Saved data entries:

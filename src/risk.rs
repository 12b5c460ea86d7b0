//! Risk parameters and the leak-fraction policy.
//!
//! The leak fraction is a fixed linear interpolation of the summed ordinal
//! risk indices onto the empirical 55%..75% physical-loss band. It is a
//! policy mapping, not a fitted model.

use crate::error::{Result, ZoneLossError};
use serde::{Deserialize, Serialize};
use std::fmt;
use std::str::FromStr;

pub const MIN_INDEX: u8 = 1;
pub const MAX_INDEX: u8 = 5;

pub const MIN_RISK_SCORE: u8 = 4 * MIN_INDEX;
pub const MAX_RISK_SCORE: u8 = 4 * MAX_INDEX;

pub const MIN_LEAK_FRACTION: f64 = 0.55;
pub const MAX_LEAK_FRACTION: f64 = 0.75;

/// Four ordinal indices, each 1 (best) ..= 5 (worst).
///
/// Only `new`, `clamped` and validated deserialization build one, so every
/// index is always in range.
#[derive(Debug, Clone, Copy, PartialEq, Eq, Serialize, Deserialize)]
#[serde(try_from = "RiskIndices")]
pub struct RiskParameters {
    pipe_age: u8,
    material: u8,
    ground_stress: u8,
    pressure: u8,
}

/// Unchecked wire form of `RiskParameters`.
#[derive(Debug, Clone, Copy, Deserialize)]
struct RiskIndices {
    pipe_age: u8,
    material: u8,
    ground_stress: u8,
    pressure: u8,
}

impl TryFrom<RiskIndices> for RiskParameters {
    type Error = ZoneLossError;

    fn try_from(raw: RiskIndices) -> Result<Self> {
        RiskParameters::new(raw.pipe_age, raw.material, raw.ground_stress, raw.pressure)
    }
}

impl Default for RiskParameters {
    fn default() -> Self {
        Self {
            pipe_age: 5,
            material: PipeMaterial::AsbestosCement.quality_index(),
            ground_stress: 4,
            pressure: 5,
        }
    }
}

fn check_index(name: &'static str, value: u8) -> Result<u8> {
    if (MIN_INDEX..=MAX_INDEX).contains(&value) {
        Ok(value)
    } else {
        Err(ZoneLossError::InvalidRiskIndex { name, value })
    }
}

impl RiskParameters {
    pub fn new(pipe_age: u8, material: u8, ground_stress: u8, pressure: u8) -> Result<Self> {
        Ok(Self {
            pipe_age: check_index("pipe_age", pipe_age)?,
            material: check_index("material", material)?,
            ground_stress: check_index("ground_stress", ground_stress)?,
            pressure: check_index("pressure", pressure)?,
        })
    }

    /// Like `new`, but pulls out-of-range values to the nearest bound.
    pub fn clamped(pipe_age: u8, material: u8, ground_stress: u8, pressure: u8) -> Self {
        let c = |v: u8| v.clamp(MIN_INDEX, MAX_INDEX);
        Self {
            pipe_age: c(pipe_age),
            material: c(material),
            ground_stress: c(ground_stress),
            pressure: c(pressure),
        }
    }

    pub fn pipe_age(&self) -> u8 {
        self.pipe_age
    }

    pub fn material(&self) -> u8 {
        self.material
    }

    pub fn ground_stress(&self) -> u8 {
        self.ground_stress
    }

    pub fn pressure(&self) -> u8 {
        self.pressure
    }

    /// Sum of the four indices, 4..=20.
    pub fn risk_score(&self) -> u8 {
        let sum: u16 = [self.pipe_age, self.material, self.ground_stress, self.pressure]
            .iter()
            .map(|v| u16::from(*v))
            .sum();
        sum.min(u16::from(MAX_RISK_SCORE)) as u8
    }

    /// Share of total loss attributed to physical leakage, 0.55..=0.75.
    pub fn leak_fraction(&self) -> f64 {
        let normalized = (f64::from(self.risk_score()) - f64::from(MIN_RISK_SCORE))
            / f64::from(MAX_RISK_SCORE - MIN_RISK_SCORE);
        MIN_LEAK_FRACTION + (MAX_LEAK_FRACTION - MIN_LEAK_FRACTION) * normalized.clamp(0.0, 1.0)
    }
}

/// Dominant pipe material, as offered to the user, with its quality index.
#[derive(Debug, Clone, Copy, PartialEq, Eq)]
pub enum PipeMaterial {
    Polyethylene,
    Concrete,
    DuctileIron,
    GreyCastIron,
    AsbestosCement,
}

impl PipeMaterial {
    pub const ALL: [PipeMaterial; 5] = [
        PipeMaterial::Polyethylene,
        PipeMaterial::Concrete,
        PipeMaterial::DuctileIron,
        PipeMaterial::GreyCastIron,
        PipeMaterial::AsbestosCement,
    ];

    pub fn quality_index(&self) -> u8 {
        match self {
            PipeMaterial::Polyethylene => 1,
            PipeMaterial::Concrete | PipeMaterial::DuctileIron => 3,
            PipeMaterial::GreyCastIron => 4,
            PipeMaterial::AsbestosCement => 5,
        }
    }

    pub fn label(&self) -> &'static str {
        match self {
            PipeMaterial::Polyethylene => "Polyethylene (PE/HDPE)",
            PipeMaterial::Concrete => "Concrete / reinforced concrete",
            PipeMaterial::DuctileIron => "Ductile iron",
            PipeMaterial::GreyCastIron => "Grey cast iron",
            PipeMaterial::AsbestosCement => "Asbestos cement (AC)",
        }
    }
}

impl fmt::Display for PipeMaterial {
    fn fmt(&self, f: &mut fmt::Formatter<'_>) -> fmt::Result {
        f.write_str(self.label())
    }
}

impl FromStr for PipeMaterial {
    type Err = ZoneLossError;

    fn from_str(s: &str) -> Result<Self> {
        let key: String = s
            .chars()
            .filter(|c| c.is_ascii_alphanumeric())
            .collect::<String>()
            .to_ascii_lowercase();
        match key.as_str() {
            "pe" | "hdpe" | "polyethylene" => Ok(PipeMaterial::Polyethylene),
            "concrete" | "reinforcedconcrete" => Ok(PipeMaterial::Concrete),
            "ductile" | "ductileiron" => Ok(PipeMaterial::DuctileIron),
            "grey" | "gray" | "castiron" | "greycastiron" | "graycastiron" => {
                Ok(PipeMaterial::GreyCastIron)
            }
            "ac" | "asbestos" | "asbestoscement" => Ok(PipeMaterial::AsbestosCement),
            _ => Err(ZoneLossError::UnknownMaterial(s.to_string())),
        }
    }
}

### [WORK INSTRUCTION]
Write all the data out again, exactly.

### [RESPONSE FOR THIS EXERCISE]
filename src/risk.rs
repository 12b5c460ea86d7b0
//! Risk parameters and the leak-fraction policy.
//!
//! The leak fraction is a fixed linear interpolation of the summed ordinal
//! risk indices onto the empirical 55%..75% physical-loss band. It is a
//! policy mapping, not a fitted model.

use crate::error::{Result, ZoneLossError};
use serde::{Deserialize, Serialize};
use std::fmt;
use std::str::FromStr;

pub const MIN_INDEX: u8 = 1;
pub const MAX_INDEX: u8 = 5;

pub const MIN_RISK_SCORE: u8 = 4 * MIN_INDEX;
pub const MAX_RISK_SCORE: u8 = 4 * MAX_INDEX;

pub const MIN_LEAK_FRACTION: f64 = 0.55;
pub const MAX_LEAK_FRACTION: f64 = 0.75;

/// Four ordinal indices, each 1 (best) ..= 5 (worst).
///
/// Only `new`, `clamped` and validated deserialization build one, so every
/// index is always in range.
#[derive(Debug, Clone, Copy, PartialEq, Eq, Serialize, Deserialize)]
#[serde(try_from = "RiskIndices")]
pub struct RiskParameters {
    pipe_age: u8,
    material: u8,
    ground_stress: u8,
    pressure: u8,
}

/// Unchecked wire form of `RiskParameters`.
#[derive(Debug, Clone, Copy, Deserialize)]
struct RiskIndices {
    pipe_age: u8,
    material: u8,
    ground_stress: u8,
    pressure: u8,
}

impl TryFrom<RiskIndices> for RiskParameters {
    type Error = ZoneLossError;

    fn try_from(raw: RiskIndices) -> Result<Self> {
        RiskParameters::new(raw.pipe_age, raw.material, raw.ground_stress, raw.pressure)
    }
}

impl Default for RiskParameters {
    fn default() -> Self {
        Self {
            pipe_age: 5,
            material: PipeMaterial::AsbestosCement.quality_index(),
            ground_stress: 4,
            pressure: 5,
        }
    }
}

fn check_index(name: &'static str, value: u8) -> Result<u8> {
    if (MIN_INDEX..=MAX_INDEX).contains(&value) {
        Ok(value)
    } else {
        Err(ZoneLossError::InvalidRiskIndex { name, value })
    }
}

impl RiskParameters {
    pub fn new(pipe_age: u8, material: u8, ground_stress: u8, pressure: u8) -> Result<Self> {
        Ok(Self {
            pipe_age: check_index("pipe_age", pipe_age)?,
            material: check_index("material", material)?,
            ground_stress: check_index("ground_stress", ground_stress)?,
            pressure: check_index("pressure", pressure)?,
        })
    }

    /// Like `new`, but pulls out-of-range values to the nearest bound.
    pub fn clamped(pipe_age: u8, material: u8, ground_stress: u8, pressure: u8) -> Self {
        let c = |v: u8| v.clamp(MIN_INDEX, MAX_INDEX);
        Self {
            pipe_age: c(pipe_age),
            material: c(material),
            ground_stress: c(ground_stress),
            pressure: c(pressure),
        }
    }

    pub fn pipe_age(&self) -> u8 {
        self.pipe_age
    }

    pub fn material(&self) -> u8 {
        self.material
    }

    pub fn ground_stress(&self) -> u8 {
        self.ground_stress
    }

    pub fn pressure(&self) -> u8 {
        self.pressure
    }

    /// Sum of the four indices, 4..=20.
    pub fn risk_score(&self) -> u8 {
        let sum: u16 = [self.pipe_age, self.material, self.ground_stress, self.pressure]
            .iter()
            .map(|v| u16::from(*v))
            .sum();
        sum.min(u16::from(MAX_RISK_SCORE)) as u8
    }

    /// Share of total loss attributed to physical leakage, 0.55..=0.75.
    pub fn leak_fraction(&self) -> f64 {
        let normalized = (f64::from(self.risk_score()) - f64::from(MIN_RISK_SCORE))
            / f64::from(MAX_RISK_SCORE - MIN_RISK_SCORE);
        MIN_LEAK_FRACTION + (MAX_LEAK_FRACTION - MIN_LEAK_FRACTION) * normalized.clamp(0.0, 1.0)
    }
}

/// Dominant pipe material, as offered to the user, with its quality index.
#[derive(Debug, Clone, Copy, PartialEq, Eq)]
pub enum PipeMaterial {
    Polyethylene,
    Concrete,
    DuctileIron,
    GreyCastIron,
    AsbestosCement,
}

impl PipeMaterial {
    pub const ALL: [PipeMaterial; 5] = [
        PipeMaterial::Polyethylene,
        PipeMaterial::Concrete,
        PipeMaterial::DuctileIron,
        PipeMaterial::GreyCastIron,
        PipeMaterial::AsbestosCement,
    ];

    pub fn quality_index(&self) -> u8 {
        match self {
            PipeMaterial::Polyethylene => 1,
            PipeMaterial::Concrete | PipeMaterial::DuctileIron => 3,
            PipeMaterial::GreyCastIron => 4,
            PipeMaterial::AsbestosCement => 5,
        }
    }

    pub fn label(&self) -> &'static str {
        match self {
            PipeMaterial::Polyethylene => "Polyethylene (PE/HDPE)",
            PipeMaterial::Concrete => "Concrete / reinforced concrete",
            PipeMaterial::DuctileIron => "Ductile iron",
            PipeMaterial::GreyCastIron => "Grey cast iron",
            PipeMaterial::AsbestosCement => "Asbestos cement (AC)",
        }
    }
}

impl fmt::Display for PipeMaterial {
    fn fmt(&self, f: &mut fmt::Formatter<'_>) -> fmt::Result {
        f.write_str(self.label())
    }
}

impl FromStr for PipeMaterial {
    type Err = ZoneLossError;

    fn from_str(s: &str) -> Result<Self> {
        let key: String = s
            .chars()
            .filter(|c| c.is_ascii_alphanumeric())
            .collect::<String>()
            .to_ascii_lowercase();
        match key.as_str() {
            "pe" | "hdpe" | "polyethylene" => Ok(PipeMaterial::Polyethylene),
            "concrete" | "reinforcedconcrete" => Ok(PipeMaterial::Concrete),
            "ductile" | "ductileiron" => Ok(PipeMaterial::DuctileIron),
            "grey" | "gray" | "castiron" | "greycastiron" | "graycastiron" => {
                Ok(PipeMaterial::GreyCastIron)
            }
            "ac" | "asbestos" | "asbestoscement" => Ok(PipeMaterial::AsbestosCement),
            _ => Err(ZoneLossError::UnknownMaterial(s.to_string())),
        }
    }
}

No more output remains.